Line by line, please look for the word "services" in the following records, then copy each line you find it in.

THE INPUT:
######
//! # PKCS#1 v1.5 Signature Encoding
//!
//! DigestInfo construction and block-type-1 padding (RFC 8017, Section 9.2).
//!
//! ```text
//! EM = 0x00 || 0x01 || 0xFF.. (>= 8) || 0x00 || DigestInfo
//! ```

use crate::digest::DigestAlgorithm;
use crate::CryptoError;
use der::asn1::{AnyRef, Null, OctetStringRef};
use der::{Encode, Sequence};
use spki::AlgorithmIdentifierRef;

/// Smallest padded block accepted (512-bit modulus).
pub const MIN_PADDED_SIZE: usize = 64;

/// Fixed overhead of block-type-1 padding: 00 01 <8 x FF> 00.
pub const PADDING_OVERHEAD: usize = 11;

/// `DigestInfo ::= SEQUENCE { digestAlgorithm AlgorithmIdentifier, digest OCTET STRING }`
#[derive(Clone, Debug, Eq, PartialEq, Sequence)]
struct DigestInfo<'a> {
    algorithm: AlgorithmIdentifierRef<'a>,
    digest: OctetStringRef<'a>,
}

impl<'a> DigestInfo<'a> {
    fn new(algorithm: DigestAlgorithm, digest: &'a [u8]) -> Result<Self, CryptoError> {
        Ok(Self {
            algorithm: AlgorithmIdentifierRef {
                oid: algorithm.oid(),
                parameters: Some(AnyRef::from(Null)),
            },
            digest: OctetStringRef::new(digest)?,
        })
    }
}

/// Encode the DigestInfo for `digest`.
///
/// The AlgorithmIdentifier carries an explicit NULL parameter.
pub fn encode_digest_info(
    algorithm: DigestAlgorithm,
    digest: &[u8],
) -> Result<Vec<u8>, CryptoError> {
    Ok(DigestInfo::new(algorithm, digest)?.to_der()?)
}

/// Length of the DigestInfo for `algorithm`, in bytes.
pub fn digest_info_len(algorithm: DigestAlgorithm) -> Result<usize, CryptoError> {
    let digest = vec![0u8; algorithm.output_len()];
    let len = DigestInfo::new(algorithm, &digest)?.encoded_len()?;
    Ok(usize::try_from(len)?)
}

/// Block-type-1 padding for a modulus of `padded_size` bytes.
#[derive(Debug, Clone, Copy, PartialEq, Eq)]
pub struct Type1Padding {
    padded_size: usize,
}

impl Type1Padding {
    /// Padding for a modulus of `padded_size` bytes.
    pub fn new(padded_size: usize) -> Result<Self, CryptoError> {
        if padded_size < MIN_PADDED_SIZE {
            return Err(CryptoError::PaddedSizeTooSmall {
                size: padded_size,
                min: MIN_PADDED_SIZE,
            });
        }
        Ok(Self { padded_size })
    }

    /// Padding for a modulus of `bits` bits.
    pub fn for_modulus_bits(bits: usize) -> Result<Self, CryptoError> {
        Self::new((bits + 7) >> 3)
    }

    /// Total block size in bytes.
    pub fn padded_size(&self) -> usize {
        self.padded_size
    }

    /// Largest payload that fits.
    pub fn max_data_size(&self) -> usize {
        self.padded_size - PADDING_OVERHEAD
    }

    /// Pad `data` into a full block.
    pub fn pad(&self, data: &[u8]) -> Result<Vec<u8>, CryptoError> {
        if data.len() > self.max_data_size() {
            return Err(CryptoError::DataTooLong {
                len: data.len(),
                max: self.max_data_size(),
            });
        }
        let fill = self.padded_size - 3 - data.len();
        let mut block = Vec::with_capacity(self.padded_size);
        block.extend_from_slice(&[0x00, 0x01]);
        block.resize(2 + fill, 0xFF);
        block.push(0x00);
        block.extend_from_slice(data);
        Ok(block)
    }

    /// Strip the padding from a full block and return the payload.
    pub fn unpad<'a>(&self, block: &'a [u8]) -> Result<&'a [u8], CryptoError> {
        if block.len() != self.padded_size {
            return Err(CryptoError::InvalidPadding);
        }
        let body = match block {
            [0x00, 0x01, body @ ..] => body,
            _ => return Err(CryptoError::InvalidPadding),
        };
        let fill = body.iter().take_while(|&&b| b == 0xFF).count();
        if fill < PADDING_OVERHEAD - 3 || body.get(fill) != Some(&0x00) {
            return Err(CryptoError::InvalidPadding);
        }
        Ok(&body[fill + 1..])
    }
}
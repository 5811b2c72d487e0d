use http::StatusCode;
use thiserror::Error;

use crate::cache::CacheError;

/// Errors surfaced by the client, the injection helper and the service calls.
///
/// Nothing here is retried; every variant reaches the caller unmodified.
#[derive(Debug, Error)]
pub enum M2mError {
    #[error("configuration error: {0}")]
    Configuration(String),

    #[error("HTTP {status} from {url}: {body}")]
    HttpStatus {
        status: StatusCode,
        url: String,
        body: String,
    },

    #[error("transport error: {0}")]
    Transport(#[from] reqwest::Error),

    #[error("failed to decode response: {0}")]
    Decode(#[from] serde_json::Error),

    #[error("token cache error: {0}")]
    Cache(#[from] CacheError),

    #[error("client for '{0}' is closed")]
    Closed(String),
}

impl M2mError {
    pub fn status(&self) -> Option<StatusCode> {
        match self {
            M2mError::HttpStatus { status, .. } => Some(*status),
            _ => None,
        }
    }
}

pub type Result<T, E = M2mError> = std::result::Result<T, E>;
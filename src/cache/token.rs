use serde::{Deserialize, Serialize};

use crate::helpers::time::now_i64;
use crate::utils::constants::DEFAULT_TOKEN_TYPE;

/// Access token held by a client and, serialized, by the token cache.
#[derive(Debug, Clone, PartialEq, Eq, Serialize, Deserialize)]
pub struct Token {
    pub access_token: String,
    pub token_type: String,
    pub expires_in: i64,
    pub expires_at: i64, // UNIX TIMESTAMP
}

impl Token {
    pub fn new(access_token: impl Into<String>, expires_in: i64) -> Self {
        Self {
            access_token: access_token.into(),
            token_type: DEFAULT_TOKEN_TYPE.to_owned(),
            expires_in,
            expires_at: now_i64() + expires_in,
        }
    }

    pub fn is_expired(&self) -> bool {
        self.expires_at <= now_i64()
    }
}

/// Body returned by the token endpoint.
#[derive(Debug, Clone, Deserialize)]
pub struct TokenResponse {
    pub access_token: String,
    #[serde(default = "default_token_type")]
    pub token_type: String,
    pub expires_in: i64,
    /// Some providers send it as a float timestamp.
    #[serde(default)]
    pub expires_at: Option<f64>,
}

impl From<TokenResponse> for Token {
    fn from(response: TokenResponse) -> Self {
        let expires_at = response
            .expires_at
            .map(|ts| ts as i64)
            .unwrap_or_else(|| now_i64() + response.expires_in);
        Self {
            access_token: response.access_token,
            token_type: response.token_type,
            expires_in: response.expires_in,
            expires_at,
        }
    }
}

fn default_token_type() -> String {
    DEFAULT_TOKEN_TYPE.to_owned()
}

#[cfg(test)]
mod tests {
    use super::*;
    use serde_json::json;

    #[test]
    fn expiry_is_inclusive() {
        let mut token = Token::new("abc", 3600);
        assert!(!token.is_expired());

        token.expires_at = now_i64();
        assert!(token.is_expired());
    }

    #[test]
    fn response_without_expires_at_is_computed_from_expires_in() {
        let response: TokenResponse =
            serde_json::from_value(json!({"access_token": "abc", "expires_in": 120})).unwrap();
        let before = now_i64();
        let token = Token::from(response);

        assert_eq!(token.token_type, "Bearer");
        assert!(token.expires_at >= before + 120);
        assert!(token.expires_at <= now_i64() + 120);
    }

    #[test]
    fn response_with_float_expires_at_is_kept() {
        let response: TokenResponse = serde_json::from_value(json!({
            "access_token": "abc",
            "token_type": "Bearer",
            "expires_in": 86400,
            "expires_at": 1_900_000_000.75
        }))
        .unwrap();

        assert_eq!(Token::from(response).expires_at, 1_900_000_000);
    }
}
use crate::client::M2MClient;
use crate::error::Result;
use crate::inject::with_client;
use crate::pagination::PageParams;
use crate::services::schema::{PageOfClaims, PageOfOrganisations};
use crate::services::Service;

pub async fn get_organisations(client: Option<&M2MClient>, params: PageParams) -> Result<PageOfOrganisations> {
    with_client(Service::Authinator.as_str(), client, |client| async move {
        client.get_json("organisations", &params).await
    })
    .await
}

pub async fn get_claims(client: Option<&M2MClient>, params: PageParams) -> Result<PageOfClaims> {
    with_client(Service::Authinator.as_str(), client, |client| async move {
        client.get_json("claims", &params).await
    })
    .await
}
pub mod credentials;
pub mod settings;

pub use credentials::{CredentialOverrides, Credentials};
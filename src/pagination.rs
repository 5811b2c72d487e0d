//! Draining paginated endpoints.

use std::future::Future;

use futures::future::try_join_all;
use futures::Stream;
use serde::{Deserialize, Serialize};
use tracing::debug;

use crate::client::M2MClient;
use crate::error::Result;

/// One page of a list endpoint. `pages` is the total page count.
#[derive(Debug, Clone, PartialEq, Eq, Serialize, Deserialize)]
pub struct PaginatedResponse<T> {
    pub items: Vec<T>,
    pub page: u32,
    pub pages: u32,
    pub per_page: u32,
}

/// Query parameters sent for a page request.
#[derive(Debug, Clone, Copy, PartialEq, Eq, Serialize)]
pub struct PageParams {
    pub page: u32,
    pub per_page: u32,
}

impl PageParams {
    pub fn new(page: u32, per_page: u32) -> Self {
        Self { page, per_page }
    }
}

/// Cursor over the pages returned by `fetch`.
///
/// Iteration is lazy and not restartable; build a new paginator to start over.
pub struct Paginator<F> {
    fetch: F,
    per_page: u32,
    page: u32,
    pages: Option<u32>,
}

impl<F> Paginator<F> {
    pub fn new(per_page: u32, fetch: F) -> Self {
        Self { fetch, per_page, page: 1, pages: None }
    }

    pub fn per_page(&self) -> u32 {
        self.per_page
    }

    /// Next page sequential iteration will fetch.
    pub fn page(&self) -> u32 {
        self.page
    }

    /// Total page count, known after the first fetch.
    pub fn pages(&self) -> Option<u32> {
        self.pages
    }
}

impl<F, Fut, T> Paginator<F>
where
    F: FnMut(PageParams) -> Fut,
    Fut: Future<Output = Result<PaginatedResponse<T>>>,
{
    /// Fetch the next page, or `None` once every page has been returned.
    ///
    /// A failed fetch leaves the cursor where it was.
    pub async fn next_page(&mut self) -> Option<Result<PaginatedResponse<T>>> {
        if self.pages.is_some_and(|pages| self.page > pages) {
            return None;
        }

        let response = match (self.fetch)(PageParams::new(self.page, self.per_page)).await {
            Ok(response) => response,
            Err(err) => return Some(Err(err)),
        };
        self.pages = Some(response.pages);
        self.page += 1;
        Some(Ok(response))
    }

    /// Fetch page `page` directly. Sequential iteration continues after it.
    pub async fn get(&mut self, page: u32) -> Result<PaginatedResponse<T>> {
        let response = (self.fetch)(PageParams::new(page, self.per_page)).await?;
        self.pages = Some(response.pages);
        self.page = page.saturating_add(1);
        Ok(response)
    }

    pub fn into_stream(self) -> impl Stream<Item = Result<PaginatedResponse<T>>> {
        futures::stream::unfold(self, |mut paginator| async move {
            paginator.next_page().await.map(|page| (page, paginator))
        })
    }
}

/// Every item of every page, in page order.
///
/// Page 1 is fetched first to learn the page count; the remaining pages are then
/// requested together and joined in page order, whatever order they finish in.
pub async fn fetch_all<F, Fut, T>(client: &M2MClient, per_page: u32, fetch: F) -> Result<Vec<T>>
where
    F: Fn(M2MClient, PageParams) -> Fut,
    Fut: Future<Output = Result<PaginatedResponse<T>>>,
{
    let first_page = fetch(client.clone(), PageParams::new(1, per_page)).await?;
    if first_page.pages <= 1 {
        return Ok(first_page.items);
    }

    debug!("fetching pages 2..={} concurrently", first_page.pages);
    let remaining_pages = try_join_all(
        (2..=first_page.pages).map(|page| fetch(client.clone(), PageParams::new(page, per_page))),
    )
    .await?;

    let mut items = first_page.items;
    for page in remaining_pages {
        items.extend(page.items);
    }
    Ok(items)
}
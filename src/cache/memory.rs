use std::collections::HashMap;
use std::sync::Arc;
use std::time::Duration;

use async_trait::async_trait;
use tokio::sync::RwLock;

use crate::cache::{CacheError, Token, TokenCache};

/// Map-backed token cache.
///
/// Nothing is persisted and nothing is shared between processes. The TTL passed
/// to `set` is ignored; readers rely on [`Token::is_expired`].
#[derive(Debug, Clone, Default)]
pub struct InMemoryTokenCache {
    inner: Arc<RwLock<HashMap<String, Token>>>,
}

impl InMemoryTokenCache {
    pub fn new() -> Self {
        Self { inner: Arc::new(RwLock::new(HashMap::new())) }
    }

    pub async fn len(&self) -> usize {
        self.inner.read().await.len()
    }

    pub async fn is_empty(&self) -> bool {
        self.inner.read().await.is_empty()
    }
}

#[async_trait]
impl TokenCache for InMemoryTokenCache {
    async fn get(&self, key: &str) -> Result<Option<Token>, CacheError> {
        Ok(self.inner.read().await.get(key).cloned())
    }

    async fn set(&self, key: &str, token: &Token, _ttl: Duration) -> Result<(), CacheError> {
        let mut map = self.inner.write().await;
        map.insert(key.to_owned(), token.clone());
        Ok(())
    }
}
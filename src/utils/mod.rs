pub mod constants;
pub mod logging;
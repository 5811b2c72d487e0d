//! # M2M Client Library
//!
//! Obtains and caches OAuth2 client-credentials tokens, attaches them to
//! outbound calls against backend services, and drains paginated endpoints.
//!
//! Modules:
//! - `cache` — token cache capability (in-memory, Redis)
//! - `client` — the token-resolving M2M client
//! - `inject` — supplies a ready client to service calls
//! - `pagination` — paginator and fetch-all helpers
//! - `services` — typed calls to the backend services

pub mod cache;
pub mod client;
pub mod config;
pub mod error;
pub mod helpers;
pub mod inject;
pub mod observability;
pub mod pagination;
pub mod services;
pub mod utils;

#[cfg(test)]
mod tests;


pub use crate::cache::{InMemoryTokenCache, RedisTokenCache, Token, TokenCache};
pub use crate::client::{M2MClient, M2MClientBuilder};
pub use crate::error::{M2mError, Result};
pub use crate::inject::{get_client, get_or_create_client, with_client, ClientGuard};
pub use crate::pagination::{fetch_all, PageParams, PaginatedResponse, Paginator};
######
TASK SOLUTION:
use crate::services::schema::{PageOfClaims, PageOfOrganisations};
use crate::services::Service;
//! outbound calls against backend services, and drains paginated endpoints.
//! - `services` — typed calls to the backend services
pub mod services;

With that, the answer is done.